Revision as of 02:22, 1 May 2014

Proposed navigator.cores API for efficient Worker allocation in parallel applications

Abstract

This specification defines an API for reading the system's total number of user-accessible logical processors.

The intended use for the API is to help developers appropriately size their worker threadpools for the user's system in order to perform CPU-intensive parallel algorithms.

As opposed to previous proposals, this does not rely on creating a completely new Worker API. Instead, this API aims to help parallel applications using the current Worker API with hardcoded threadpools increase performance by changing a single line of code. All that parallel applications need to do to make use of this API is to replace code like threads = X with threads = navigator.cores || X.

Currently, highly parallel algorithms must prompt the user for how many cores they have. Many users do not know this information, nor should they be expected to know. Giving users control over thread count can lead to massive slowdowns in situations where the user thinks the highest option is best. For example, this can result in 32 threads being run on a user's dual core laptop when a more appropriate threadpool size is 2 or 4 threads.

Use cases

  • Physics engines for WebGL games: Many physics engines are highly parallelizable, but currently there is no method to determine how many threads to use. Games with optional cosmetic physics can also use navigator.cores to detect systems with too few cores and disable cosmetic physics by default.
  • Using xz (LZMA2) in JavaScript to compress data before saving to disk without having to prompt the user for worker thread count.
  • Running realtime object/face/movement/etc. detection algorithms on webcam input or video file input, without prompting the user for a worker thread count.
  • Image processing in online photo editors is highly parallelizable but often hardcoded to a specific worker count. For example, this recent blog post on image processing in JavaScript suggests hardcoding the worker count to 4. All the author has to do to is replace the 4 with navigator.cores || 4 to increase performance in computers with more cores (such as their own computer).
  • Multithreaded automatic OCR: A current attempt at automatic OCR is http://projectnaptha.com/ (single-threaded). If Project Naptha is ever going to use the multithreaded Ocrad mode, they must currently prompt the user for a core count. This defeats the purpose of a silent background processing script by interrupting the user with a prompt.

API

WebIDL

[NoInterfaceObject, Exposed=Window,Worker]
interface NavigatorCores {
    readonly attribute unsigned long cores;
};


Privacy concerns

System core count is public information as it is already accessible with the polyfill in the appendix.
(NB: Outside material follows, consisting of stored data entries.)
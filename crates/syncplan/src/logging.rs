//! Console logging
//!
//! Logs go to stderr so `plan --format json` output stays machine-readable.
//! `RUST_LOG` takes precedence over `--verbose`.

use tracing_subscriber::EnvFilter;

pub fn init(verbose: bool) {
    let filter = EnvFilter::try_from_default_env().unwrap_or_else(|_| {
        if verbose {
            EnvFilter::new("warn,syncplan=debug,syncplan_core=debug")
        } else {
            EnvFilter::new("warn")
        }
    });

    // A subscriber may already be installed (e.g. by a test harness).
    let _ = tracing_subscriber::fmt()
        .with_env_filter(filter)
        .with_writer(std::io::stderr)
        .with_target(false)
        .try_init();
}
If you believe core count is a privacy leak, then the only solution is to completely remove web worker threads from the specification, as a timing attack on threadpool performance will always be possible otherwise.

Appendix

A polyfill in JavaScript can be found at:

https://github.com/oftn/core-estimator

The polyfill works by running a timing attack on measured runtime of a worker threadpool that is resized according to a binary search until performance no longer increases with the number of threads.

Performance is O(log n) in the number of cores.